A Deductible is a fixed amount paid by the insured before their health insurance completely kicks in. Once insured pay their deductible amount their health plans start paying up their share of the insured health care bills. In the case of Medicare Part A inpatient care, the deductible applies to benefit periods and not the year. This can be best understood with a help of an example. Let assume that a person having a health plan has a $3,000 deductible amount. Now if he visits a doctor in January for a medical condition and receives a bill of $200, then the person will be responsible to pay the entire bill since he has not paid his deductible amount yet this year. After paying this $200, the person still has to meet the $2,800 deductible amount left on their yearly deductible amount before availing benefits from their plan.
People need to understand that only the actual amount paid as the medical bill is counted towards the deductible. Since the health insurance carriers negotiate the rate with their in-network doctors so their negotiated rates count as deductible and not their actual cost. Now in March that person again requires healthcare services and received a medical bill of $4,000 after the application of their carrier’s negotiated rates. Now the insured will first require meeting the remaining $2,800 of their annual deductible amount, and then his health insurance will kicks in and the rest amount will be paid by the carrier. After meeting the annual deductible amount, the insured doesn’t have to pay any more toward their deductible, and their carrier will pay the entire amount of their medical bill.
After meeting the annual deductible, the insured may have to pay coinsurance or copays until they met their maximum out-of-pocket for the year. Coinsurance is also a type of cost-sharing in which the insured are required to pay a part of the cost of their healthcare. Individuals need to pay a certain percentage of their medical bills as coinsurance rather than a fixed amount. People can understand this in a better way through an example. Suppose in a health plan there is a 30% coinsurance for prescription medications, and the insured purchased drugs of costs around $100, which is the insurance carrier negotiated rate with the pharmacy, then the insured will require to pay $30 of that bill and their carriers will pay $70. Since coinsurance is a set percentage of the healthcare cost, then the insured will pay a huge amount on receiving expensive healthcare treatment. Now suppose a person has a health plan having a coinsurance of 25% for hospitalization and he has a hospital bill of $40,000, then he would potentially owe 410,000 in coinsurance if his plan has a high out-of-pocket cap.

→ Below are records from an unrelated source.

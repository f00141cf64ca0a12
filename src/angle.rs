//! Angular consistency between the key landmarks of two faces.
//!
//! For every triple of key landmarks the angle at the middle point is measured
//! in both faces. The mean absolute change over all triples, out of a worst
//! case of 180 degrees, gives a shape similarity that ignores how far the
//! points sit from each other.

use serde::Serialize;

use crate::error::{Error, Result, Side};
use crate::normalize::{normalize, DegenerateAxisPolicy};
use crate::types::{LandmarkLabel, LandmarkSet, Point};

/// Landmarks every set must provide for angular scoring, in triple order.
pub const KEY_LANDMARKS: [LandmarkLabel; 5] = [
    LandmarkLabel::LeftEye,
    LandmarkLabel::RightEye,
    LandmarkLabel::NoseBase,
    LandmarkLabel::MouthLeft,
    LandmarkLabel::MouthRight,
];

/// All `(i, j, k)` with `i < j < k` over [`KEY_LANDMARKS`], in lexicographic
/// order. The angle is taken at `j`. Summation follows this order.
pub const KEY_TRIPLES: [[usize; 3]; 10] = [
    [0, 1, 2],
    [0, 1, 3],
    [0, 1, 4],
    [0, 2, 3],
    [0, 2, 4],
    [0, 3, 4],
    [1, 2, 3],
    [1, 2, 4],
    [1, 3, 4],
    [2, 3, 4],
];

#[derive(Debug, Clone, Copy, PartialEq, Serialize)]
pub struct AngleScore {
    /// `1 - mean_difference_deg / 180`, clamped to [0, 1].
    pub similarity: f32,
    /// Mean absolute angle change over [`KEY_TRIPLES`], in degrees.
    pub mean_difference_deg: f32,
}

/// Angle at `vertex` between the rays towards `from` and `to`, in [0, 180] degrees.
pub fn vertex_angle(from: Point, vertex: Point, to: Point) -> f32 {
    let a = (from.y - vertex.y).atan2(from.x - vertex.x);
    let b = (to.y - vertex.y).atan2(to.x - vertex.x);
    let angle = (a - b).abs().to_degrees();
    if angle > 180.0 {
        360.0 - angle
    } else {
        angle
    }
}

/// Compare the key-landmark angles of two faces after normalization.
///
/// Fails with [`Error::MissingKeyLandmark`] before any geometry is computed
/// if either set lacks one of [`KEY_LANDMARKS`].
pub fn angle_score(
    a: &LandmarkSet,
    b: &LandmarkSet,
    policy: DegenerateAxisPolicy,
) -> Result<AngleScore> {
    require_key_landmarks(a, Side::Left)?;
    require_key_landmarks(b, Side::Right)?;

    let keys_a = key_points(&normalize(a, policy)?, Side::Left)?;
    let keys_b = key_points(&normalize(b, policy)?, Side::Right)?;

    let total: f32 = KEY_TRIPLES
        .iter()
        .map(|&[i, j, k]| {
            let angle_a = vertex_angle(keys_a[i], keys_a[j], keys_a[k]);
            let angle_b = vertex_angle(keys_b[i], keys_b[j], keys_b[k]);
            (angle_a - angle_b).abs()
        })
        .sum();

    let mean = total / KEY_TRIPLES.len() as f32;
    Ok(AngleScore {
        similarity: (1.0 - mean / 180.0).clamp(0.0, 1.0),
        mean_difference_deg: mean,
    })
}

fn require_key_landmarks(set: &LandmarkSet, side: Side) -> Result<()> {
    match KEY_LANDMARKS.iter().find(|label| !set.contains(**label)) {
        Some(&label) => Err(Error::MissingKeyLandmark { label, side }),
        None => Ok(()),
    }
}

fn key_points(set: &LandmarkSet, side: Side) -> Result<[Point; 5]> {
    let mut points = [Point::zero(); 5];
    for (slot, label) in points.iter_mut().zip(KEY_LANDMARKS) {
        *slot = set
            .get(label)
            .ok_or(Error::MissingKeyLandmark { label, side })?;
    }
    Ok(points)
}

#[cfg(test)]
mod tests {
    use super::*;
    use approx::assert_relative_eq;

    fn face() -> LandmarkSet {
        LandmarkSet::try_from_iter([
            (LandmarkLabel::LeftEye, Point::new(0.0, 0.0)),
            (LandmarkLabel::RightEye, Point::new(10.0, 0.0)),
            (LandmarkLabel::NoseBase, Point::new(5.0, 5.0)),
            (LandmarkLabel::MouthLeft, Point::new(3.0, 10.0)),
            (LandmarkLabel::MouthRight, Point::new(7.0, 10.0)),
        ])
        .unwrap()
    }

    #[test]
    fn triples_are_ordered_and_distinct() {
        for [i, j, k] in KEY_TRIPLES {
            assert!(i < j && j < k && k < KEY_LANDMARKS.len());
        }
        for pair in KEY_TRIPLES.windows(2) {
            assert!(pair[0] < pair[1]);
        }
    }

    #[test]
    fn vertex_angle_basics() {
        let origin = Point::zero();
        assert_relative_eq!(
            vertex_angle(Point::new(1.0, 0.0), origin, Point::new(0.0, 1.0)),
            90.0,
            epsilon = 1e-4
        );
        assert_relative_eq!(
            vertex_angle(Point::new(1.0, 0.0), origin, Point::new(-1.0, 0.0)),
            180.0,
            epsilon = 1e-4
        );
        // Raw difference of 270 degrees folds back to 90
        assert_relative_eq!(
            vertex_angle(Point::new(0.0, -1.0), origin, Point::new(-1.0, 0.01)),
            90.0,
            epsilon = 1.0
        );
        assert_eq!(vertex_angle(Point::new(2.0, 2.0), origin, Point::new(2.0, 2.0)), 0.0);
    }

    #[test]
    fn identical_faces_score_one() {
        let score = angle_score(&face(), &face(), DegenerateAxisPolicy::Midpoint).unwrap();
        assert_eq!(score.similarity, 1.0);
        assert_eq!(score.mean_difference_deg, 0.0);
    }

    #[test]
    fn moved_mouth_lowers_score() {
        let mut moved = face();
        moved.insert(LandmarkLabel::MouthRight, Point::new(20.0, 10.0)).unwrap();

        let score = angle_score(&face(), &moved, DegenerateAxisPolicy::Midpoint).unwrap();
        assert!(score.similarity < 1.0);
        assert!(score.similarity > 0.0);
        assert!(score.mean_difference_deg > 1.0);
    }

    #[test]
    fn missing_key_landmark_is_reported_with_side() {
        let mut partial = LandmarkSet::new();
        for (label, point) in face().iter() {
            if label != LandmarkLabel::NoseBase {
                partial.insert(label, point).unwrap();
            }
        }

        let err = angle_score(&face(), &partial, DegenerateAxisPolicy::Midpoint).unwrap_err();
        assert!(matches!(
            err,
            Error::MissingKeyLandmark {
                label: LandmarkLabel::NoseBase,
                side: Side::Right
            }
        ));

        let err = angle_score(&partial, &face(), DegenerateAxisPolicy::Midpoint).unwrap_err();
        assert!(matches!(err, Error::MissingKeyLandmark { side: Side::Left, .. }));
    }

    #[test]
    fn score_is_symmetric() {
        let mut moved = face();
        moved.insert(LandmarkLabel::NoseBase, Point::new(4.0, 7.0)).unwrap();

        let forward = angle_score(&face(), &moved, DegenerateAxisPolicy::Midpoint).unwrap();
        let backward = angle_score(&moved, &face(), DegenerateAxisPolicy::Midpoint).unwrap();
        assert_eq!(forward, backward);
    }
}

Luckily the Affordable Care Act has reformed the insurance system in 2014 and has imposed new out-of-pocket caps on nearly all plans. Leaving the grandfathered or grandmothered health plan, all other health plans have to cap total out-of-pocket costs for each individual for in-network essential health benefits at no more than the individual’s out-of-pocket maximum for that year. Each year this amount is indexed depending on healthcare cost inflation. The out-of-pocket maximum for 2021 is $8,550.
The Difference between Deductible and Coinsurance
The main difference between deductible and coinsurance is the deductible ends but coinsurance continues until the insured hits their out-of-pocket maximum. After meeting the annual deductible amount for the year, individuals don’t owe any deductible amount until next year, though they may require paying other cost-sharing like copayments or coinsurance. However, the insured will pay coinsurance each time they get healthcare services and it only stops when the insured reaches their health plan’s out-of-pocket maximum. The other major difference between the two is that deductible is the fixed amount whereas coinsurance is a variable amount. Insured are aware of their deductible amount right from the time when they enroll in the plan but they are not aware of the coinsurance amount. Though they know the coinsurance percentage at the time of enrolment, but they don’t know the amount they actually owe until they receive medical service and the bill.